# Puppy Size and Weight



## KatandJesse888 (Oct 12, 2014)

Hi everyone 

So, Jesse is now 10 weeks and 4 days old, took her to get weighed a few weeks ago as I mentioned on here in a previous thread that I thought she was REALLY tiny for her age, first time I weighed her she was 850g that was just over 8 weeks, today after being weight she is 1.2kg, is this normal for a 10 week old cockapoo? And will she grow? Lol

Thank you again  x


----------



## Nuttychick (Nov 12, 2014)

We have just got our cockerpoo, Wispa, and at 10 weeks old she is 2.1kg


----------



## lady amanda (Nov 26, 2010)

Wow, that is small. 
Yes she will grow, not sure how much. my puppy right now at 10 weeks was 3 lbs. and she is a cocker mixed with a toy poodle. 
What mix do you have? how big were the parents?


----------



## Lexi&Beemer (May 5, 2013)

I'm American so forgive my ignorance if it shows but sounds like she gained 50% of her weight in two weeks?

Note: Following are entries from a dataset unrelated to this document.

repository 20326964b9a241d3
//! Scripted scheduler used by backend tests.
use std::{
    collections::HashMap,
    sync::{Mutex, PoisonError},
};

use async_trait::async_trait;

use super::Invoker;
use crate::error::ExecError;

/// One recorded invocation.
#[derive(Debug, Clone)]
pub struct Call {
    pub argv: Vec<String>,
    pub stdin: Option<String>,
}

impl Call {
    pub fn program(&self) -> &str {
        self.argv.first().map(String::as_str).unwrap_or_default()
    }

    /// Value following `flag`, e.g. `-J`.
    pub fn flag(&self, flag: &str) -> Option<&str> {
        self.argv
            .iter()
            .position(|a| a == flag)
            .and_then(|i| self.argv.get(i + 1))
            .map(String::as_str)
    }

    pub fn has(&self, arg: &str) -> bool {
        self.argv.iter().any(|a| a == arg)
    }
}

#[derive(Default)]
struct State {
    calls: Vec<Call>,
    next_id: u64,
    /// sbatch answers without a job id this many times before accepting.
    rejections: usize,
    /// sacct reports RUNNING this many times before final states.
    running_polls: u32,
    /// Job name -> number of attempts that still fail.
    failures: HashMap<String, u32>,
    names: HashMap<String, String>,
    /// Canned stdout for programs other than the Slurm tools.
    canned: HashMap<String, String>,
    /// Program -> (calls that still succeed, calls that then fail to spawn).
    spawn_failures: HashMap<String, (u32, u32)>,
}

/// Minimal Slurm and grid-engine stand-in.
pub struct FakeScheduler {
    state: Mutex<State>,
}

impl FakeScheduler {
    pub fn new() -> Self {
        Self {
            state: Mutex::new(State {
                next_id: 1000,
                ..Default::default()
            }),
        }
    }

    pub fn reject_submissions(self, n: usize) -> Self {
        self.with_state(|s| s.rejections = n);
        self
    }

    pub fn running_polls(self, n: u32) -> Self {
        self.with_state(|s| s.running_polls = n);
        self
    }

    /// Make the first `attempts` jobs named `name` fail.
    pub fn fail(self, name: &str, attempts: u32) -> Self {
        self.with_state(|s| {
            s.failures.insert(name.to_string(), attempts);
        });
        self
    }

    /// Let `program` run `after` times, then fail to spawn `times` times.
    pub fn fail_spawn(self, program: &str, after: u32, times: u32) -> Self {
        self.with_state(|s| {
            s.spawn_failures.insert(program.to_string(), (after, times));
        });
        self
    }

    pub fn reply(self, program: &str, stdout: &str) -> Self {
        self.with_state(|s| {
            s.canned.insert(program.to_string(), stdout.to_string());
        });
        self
    }

    pub fn calls(&self) -> Vec<Call> {
        self.with_state(|s| s.calls.clone())
    }

    pub fn calls_to(&self, program: &str) -> Vec<Call> {
        self.calls()
            .into_iter()
            .filter(|c| c.program() == program)
            .collect()
    }

    fn with_state<T>(&self, f: impl FnOnce(&mut State) -> T) -> T {
        let mut state = self.state.lock().unwrap_or_else(PoisonError::into_inner);
        f(&mut state)
    }
}

#[async_trait]
impl Invoker for FakeScheduler {
    async fn invoke(&self, argv: &[String], stdin: Option<&str>) -> Result<String, ExecError> {
        self.with_state(|s| {
            let call = Call {
                argv: argv.to_vec(),
                stdin: stdin.map(str::to_string),
            };
            s.calls.push(call.clone());

            if let Some((after, times)) = s.spawn_failures.get_mut(call.program()) {
                if *after > 0 {
                    *after -= 1;
                } else if *times > 0 {
                    *times -= 1;
                    return Err(ExecError::Spawn(format!(
                        "{}: Resource temporarily unavailable",
                        call.program()
                    )));
                }
            }

            match call.program() {
                "sbatch" => {
                    if s.rejections > 0 {
                        s.rejections -= 1;
                        return Ok("sbatch: error: Slurm temporarily unable to accept job".into());
                    }
                    s.next_id += 1;
                    let id = s.next_id.to_string();
                    let name = call.flag("-J").unwrap_or_default().to_string();
                    s.names.insert(id.clone(), name);
                    Ok(format!("Submitted batch job {id}\n"))
                }
                "sacct" => {
                    let ids: Vec<String> = call
                        .flag("-j")
                        .unwrap_or_default()
                        .split(',')
                        .map(str::to_string)
                        .collect();
                    let running = s.running_polls > 0;
                    if running {
                        s.running_polls -= 1;
                    }
                    let mut out = String::new();
                    for id in ids {
                        let line = if running {
                            format!("{id}|0:0|RUNNING\n")
                        } else {
                            let name = s.names.get(&id).cloned().unwrap_or_default();
                            match s.failures.get_mut(&name) {
                                Some(left) if *left > 0 => {
                                    *left -= 1;
                                    format!("{id}|1:0|FAILED\n")
                                }
                                _ => format!("{id}|0:0|COMPLETED\n"),
                            }
                        };
                        out.push_str(&line);
                    }
                    Ok(out)
                }
                "srun" | "scancel" => Ok(String::new()),
                other => Ok(s.canned.get(other).cloned().unwrap_or_default()),
            }
        })
    }
}
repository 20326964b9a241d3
use thiserror::Error;

use gridrun_core::CoreError;

pub type ExecResult<T> = Result<T, ExecError>;

#[derive(Error, Debug)]
pub enum ExecError {
    #[error("non-zero exit code: {code}")]
    NonZeroExit { code: i32 },
    #[error("spawn failed: {0}")]
    Spawn(String),
    #[error("killed by signal")]
    KilledBySignal,
    #[error("missing program")]
    MissingProgram,
    #[error("io error: {0}")]
    Io(String),
    #[error("cancelled")]
    Cancelled,
}

impl From<std::io::Error> for ExecError {
    fn from(e: std::io::Error) -> Self {
        ExecError::Io(e.to_string())
    }
}

impl From<ExecError> for CoreError {
    fn from(e: ExecError) -> Self {
        CoreError::backend("exec", e.to_string())
    }
}
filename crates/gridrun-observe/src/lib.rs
mod logger;
pub use logger::*;
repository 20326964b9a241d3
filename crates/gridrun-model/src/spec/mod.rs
mod template;
pub use template::TaskTemplate;

mod config;
pub use config::{PacingConfig, RunConfig};

mod overrides;
pub use overrides::{ConfigOverrides, RunOverrides};
use thiserror::Error;

#[derive(Error, Debug, Clone, PartialEq, Eq)]
pub enum ModelError {
    #[error(
        "time limit {0:?} has not the correct syntax (hh:mm:ss), for example 48:00:00 for 2 days"
    )]
    InvalidTimeLimit(String),
    #[error("no command given")]
    EmptyCommand,
    #[error("task count must be at least 1")]
    NoTasks,
    #[error("unknown backend: {0} (expected: sge|slurm|local)")]
    UnknownBackend(String),
}
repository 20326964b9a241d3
use std::str::FromStr;

use serde::{Deserialize, Serialize};

use crate::ModelError;

/// Closed set of execution backends.
#[derive(Debug, Clone, Copy, PartialEq, Eq, Serialize, Deserialize)]
#[serde(rename_all = "camelCase")]
pub enum BackendKind {
    /// Grid-engine cluster; one synchronous array submission (`qsub -sync y`).
    GridEngine,
    /// Slurm cluster; one job per task, polled and retried.
    Slurm,
    /// Local subprocesses on a bounded worker pool.
    Local,
}

impl BackendKind {
    /// Short symbolic name, used in logs.
    pub fn kind(&self) -> &'static str {
        match self {
            BackendKind::GridEngine => "sge",
            BackendKind::Slurm => "slurm",
            BackendKind::Local => "local",
        }
    }
}

impl FromStr for BackendKind {
    type Err = ModelError;

    fn from_str(s: &str) -> Result<Self, Self::Err> {
        let norm = s.trim().to_ascii_lowercase();
        match norm.as_str() {
            "sge" | "gridengine" | "grid-engine" => Ok(BackendKind::GridEngine),
            "slurm" => Ok(BackendKind::Slurm),
            "local" => Ok(BackendKind::Local),
            _ => Err(ModelError::UnknownBackend(s.to_string())),
        }
    }
}
//! Command line of `job-runner`.
use std::path::PathBuf;

use clap::Parser;

use gridrun_model::{BackendKind, RunOverrides};
use gridrun_observe::LoggerFormat;

/// Run a command as an array of tasks on the cluster this host belongs to.
///
/// `%t` in the command is replaced by the task number.
#[derive(Parser, Debug, Clone)]
#[command(name = "job-runner")]
pub struct Args {
    /// Number of tasks to launch
    #[arg(short = 'T', long = "numtasks")]
    pub num_tasks: Option<u32>,

    /// Time limit for one task (hh:mm:ss)
    #[arg(short = 't', long = "timelimit")]
    pub time_limit: Option<String>,

    /// Memory limit for one task in MB
    #[arg(short = 'm', long = "memlimit")]
    pub mem_limit: Option<u64>,

    /// Stdout file pattern (%c command, %j first job id, %J real job id, %t task).
    /// A directory gets the default pattern inside it.
    #[arg(short = 'o', long = "output-stream", value_name = "FILE")]
    pub output_stream: Option<String>,

    /// Stderr file pattern, same placeholders as --output-stream
    #[arg(short = 'e', long = "error-stream", value_name = "FILE")]
    pub error_stream: Option<String>,

    /// Job priority; a higher value runs later
    #[arg(short = 'p', long, allow_negative_numbers = true)]
    pub priority: Option<i32>,

    /// Queue or partition (ignored on Slurm if it starts with -)
    #[arg(short = 'q', long, allow_hyphen_values = true)]
    pub queue: Option<String>,

    /// Local worker count; zero or negative keeps that many CPUs free
    #[arg(short = 'c', long, allow_negative_numbers = true)]
    pub cores: Option<i32>,

    /// Nodes per task (Slurm)
    #[arg(short = 'N', long)]
    pub nodes: Option<u32>,

    /// Retries for failed tasks (Slurm)
    #[arg(short = 'r', long = "retrys")]
    pub retries: Option<u32>,

    #[arg(short = 'V', long, default_value_t = 0)]
    pub verbosity: u8,

    /// Comma separated nodes to exclude (Slurm)
    #[arg(short = 'x', long)]
    pub exclude: Option<String>,

    /// Node denylist file [default: $HOME/.bad_node_list]
    #[arg(long, env = "GRIDRUN_DENYLIST")]
    pub denylist: Option<PathBuf>,

    /// Force a backend instead of detecting it from the host name
    #[arg(long, value_name = "sge|slurm|local")]
    pub backend: Option<BackendKind>,

    #[arg(long, env = "GRIDRUN_LOG_FORMAT", default_value = "text")]
    pub log_format: LoggerFormat,

    /// Command to run, with its arguments
    #[arg(trailing_var_arg = true, allow_hyphen_values = true, value_name = "COMMAND")]
    pub command: Vec<String>,
}

impl Args {
    pub fn overrides(&self) -> RunOverrides {
        RunOverrides {
            num_tasks: self.num_tasks,
            time_limit: self.time_limit.clone(),
            mem_limit_mb: self.mem_limit,
            stdout_pattern: self.output_stream.clone(),
            stderr_pattern: self.error_stream.clone(),
            priority: self.priority,
            queue: self.queue.clone(),
            cores: self.cores,
            nodes: self.nodes,
            retries: self.retries,
            exclude_nodes: self.exclude.clone(),
            denylist: self.denylist.clone(),
            verbosity: Some(self.verbosity),
            pacing: None,
        }
    }
}
use std::fmt;

/// Access requested by an acquisition.
#[derive(Debug, Clone, Copy, PartialEq, Eq, Hash)]
pub enum LockKind {
    Read,
    Write,
}

impl LockKind {
    /// Maps the `exclusive` flag used by collaborators onto a kind.
    #[inline]
    pub fn from_exclusive(exclusive: bool) -> Self {
        if exclusive {
            LockKind::Write
        } else {
            LockKind::Read
        }
    }

    #[inline]
    pub fn is_exclusive(self) -> bool {
        matches!(self, LockKind::Write)
    }
}

impl fmt::Display for LockKind {
    fn fmt(&self, f: &mut fmt::Formatter<'_>) -> fmt::Result {
        match self {
            LockKind::Read => f.write_str("read"),
            LockKind::Write => f.write_str("write"),
        }
    }
}

/// Ownership filter for [`ResourceLock::is_owner`](crate::ResourceLock::is_owner).
///
/// `Any` matches an owner holding either kind of lock.
#[derive(Debug, Clone, Copy, PartialEq, Eq, Hash)]
pub enum LockType {
    Read,
    Write,
    Any,
}

impl LockType {
    #[inline]
    pub(crate) fn includes_read(self) -> bool {
        matches!(self, LockType::Read | LockType::Any)
    }

    #[inline]
    pub(crate) fn includes_write(self) -> bool {
        matches!(self, LockType::Write | LockType::Any)
    }
}

impl From<LockKind> for LockType {
    fn from(kind: LockKind) -> Self {
        match kind {
            LockKind::Read => LockType::Read,
            LockKind::Write => LockType::Write,
        }
    }
}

Tiny but nicely growing. 


Sent from my iPhone using Tapatalk


----------



## Marzi (Sep 17, 2012)

:iagree:

Jesse is growing 
Try not to worry. I suspect she will end up around 6Kg rather than 12Kg - but cockapoos come in a variety of sizes so that is ok, she'll just be one of the smaller ones.


----------